Haile Selassie is the Emperor of Ethiopia, the reason why the emperor is meaningful is that he pointed out the logic behind the Ethiopian regime, that is, extracting value from the people and preventing society from moving forward. The emperor of Ethiopia used his power to maintain his power, which led to the stagnation of development. I agree with this analysis because it is in line with the nature of human greed.

  1. Why does Barder recommend resisting engineering as a policy implication? What did he mean by isomorphic mimicry?

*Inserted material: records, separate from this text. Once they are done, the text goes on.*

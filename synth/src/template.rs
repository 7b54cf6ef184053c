// Copyright Amazon.com, Inc. or its affiliates. All Rights Reserved.
// SPDX-License-Identifier: MIT-0

//! CloudFormation template model.
//!
//! Templates are plain serde types with PascalCase keys, so a synthesized
//! [`Template`] serializes directly into the JSON document CloudFormation
//! accepts. Maps are keyed by logical id and ordered, which keeps output
//! byte-stable across runs.
//!
//! Values that point at other resources are [`Reference`]s. A reference only
//! becomes JSON once the consuming stack is known, through
//! [`crate::stack::Stack::resolve`], which turns it into a [`Token`].

use std::collections::BTreeMap;

use serde::{Deserialize, Serialize};
use serde_json::{Value, json};

use crate::constants::TEMPLATE_FORMAT_VERSION;

#[derive(Debug, Clone, PartialEq, Serialize, Deserialize)]
#[serde(rename_all = "PascalCase")]
pub struct Template {
    #[serde(rename = "AWSTemplateFormatVersion")]
    pub format_version: String,
    #[serde(skip_serializing_if = "Option::is_none")]
    pub description: Option<String>,
    pub resources: BTreeMap<String, Resource>,
    #[serde(default, skip_serializing_if = "BTreeMap::is_empty")]
    pub outputs: BTreeMap<String, Output>,
}

impl Default for Template {
    fn default() -> Self {
        Self {
            format_version: TEMPLATE_FORMAT_VERSION.to_string(),
            description: None,
            resources: BTreeMap::new(),
            outputs: BTreeMap::new(),
        }
    }
}

impl Template {
    /// Returns every resource of the given CloudFormation type, with its logical id.
    pub fn resources_of_type<'a>(
        &'a self,
        resource_type: &'a str,
    ) -> impl Iterator<Item = (&'a String, &'a Resource)> + 'a {
        self.resources
            .iter()
            .filter(move |(_, r)| r.resource_type == resource_type)
    }
}

#[derive(Debug, Clone, PartialEq, Serialize, Deserialize)]
#[serde(rename_all = "PascalCase")]
pub struct Resource {
    #[serde(rename = "Type")]
    pub resource_type: String,
    #[serde(default, skip_serializing_if = "Value::is_null")]
    pub properties: Value,
    #[serde(default, skip_serializing_if = "Vec::is_empty")]
    pub depends_on: Vec<String>,
    #[serde(skip_serializing_if = "Option::is_none")]
    pub deletion_policy: Option<RemovalPolicy>,
    #[serde(skip_serializing_if = "Option::is_none")]
    pub update_replace_policy: Option<RemovalPolicy>,
}

impl Resource {
    /// Looks up a top-level property by its CloudFormation name.
    pub fn property(&self, name: &str) -> Option<&Value> {
        self.properties.get(name)
    }
}

#[derive(Debug, Clone, Copy, PartialEq, Eq, Serialize, Deserialize)]
pub enum RemovalPolicy {
    Delete,
    Retain,
    Snapshot,
}

#[derive(Debug, Clone, PartialEq, Serialize, Deserialize)]
#[serde(rename_all = "PascalCase")]
pub struct Output {
    pub value: Value,
    #[serde(skip_serializing_if = "Option::is_none")]
    pub description: Option<String>,
    #[serde(skip_serializing_if = "Option::is_none")]
    pub export: Option<Export>,
}

#[derive(Debug, Clone, PartialEq, Serialize, Deserialize)]
#[serde(rename_all = "PascalCase")]
pub struct Export {
    pub name: String,
}

/// A pointer to a resource (or one of its attributes) owned by a stack.
#[derive(Debug, Clone, PartialEq, Eq, Hash, PartialOrd, Ord)]
pub struct Reference {
    pub stack: String,
    pub logical_id: String,
    pub attribute: Option<String>,
}

impl Reference {
    pub fn new(stack: impl Into<String>, logical_id: impl Into<String>) -> Self {
        Self {
            stack: stack.into(),
            logical_id: logical_id.into(),
            attribute: None,
        }
    }

    /// Returns a reference to an attribute of the same resource (`Fn::GetAtt`).
    pub fn attr(&self, attribute: impl Into<String>) -> Self {
        Self {
            stack: self.stack.clone(),
            logical_id: self.logical_id.clone(),
            attribute: Some(attribute.into()),
        }
    }

    /// Renders the reference as seen from inside its own stack.
    pub fn local_value(&self) -> Value {
        match &self.attribute {
            Some(attribute) => json!({ "Fn::GetAtt": [self.logical_id, attribute] }),
            None => json!({ "Ref": self.logical_id }),
        }
    }

    /// Logical id of the output the producing stack exports this value under.
    pub fn export_output_id(&self) -> String {
        match &self.attribute {
            Some(attribute) => format!(
                "ExportsOutputFnGetAtt{}{}",
                self.logical_id,
                sanitize_id(attribute)
            ),
            None => format!("ExportsOutputRef{}", self.logical_id),
        }
    }

    /// Export name used by `Fn::ImportValue` in consuming stacks.
    pub fn export_name(&self) -> String {
        format!("{}:{}", self.stack, self.export_output_id())
    }

    pub fn import_value(&self) -> Value {
        json!({ "Fn::ImportValue": self.export_name() })
    }
}

/// A property value: either a literal or a rendered reference.
#[derive(Debug, Clone, PartialEq, Serialize, Deserialize)]
#[serde(transparent)]
pub struct Token(pub Value);

impl Token {
    pub fn as_value(&self) -> &Value {
        &self.0
    }
}

impl From<&str> for Token {
    fn from(value: &str) -> Self {
        Token(Value::String(value.to_string()))
    }
}

impl From<String> for Token {
    fn from(value: String) -> Self {
        Token(Value::String(value))
    }
}

#[derive(Debug, Clone, PartialEq, Serialize, Deserialize)]
#[serde(rename_all = "PascalCase")]
pub struct Tag {
    pub key: String,
    pub value: String,
}

/// The single `Name` tag every named resource here carries.
pub fn name_tag(name: impl Into<String>) -> Vec<Tag> {
    vec![Tag {
        key: "Name".to_string(),
        value: name.into(),
    }]
}

/// Strips everything but ASCII alphanumerics, the character set CloudFormation
/// allows in logical ids.
pub fn sanitize_id(id: &str) -> String {
    id.chars().filter(char::is_ascii_alphanumeric).collect()
}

Because many problems are difficult to solve in technology, but they are easier to solve by adapting to and changing the specific environment. Isomorphic imitation refers to well functioning institutions and policies that may be useless if they work well in one country and are not linked to the environment in another.

  1. What did Barder mean by “resist fatalism”? Who was Norman Borlaug and what is the green revolution?

Resisting fatalism means we don’t need to accept any of the results of evolution, but we can choose the direction of evolution. Norman Borlaug is a man who has actively selected high-yield seeds to cultivate high-yield and resistant wheat, known as the green revolution.

  1. Barder also recommended to promote innovation, embrace creative destruction and shape development. What did he mean by these recommendations?

Promoting innovation means that we should provide a safer and more supportive environment for enterprises to take risks and innovate. Effective feedback systems are needed to make better choices. In addition, it is also important to pay attention to the direction of society.

  1. Who was Nicholas Georgescu-Roegen and what was his insight about economic systems and evolution?

Nicholas Georgescu-Roegen is a mathematician, statistician and economist. He believes that creative destruction and adaptation are crucial to the economic system, and every factor must be taken into account.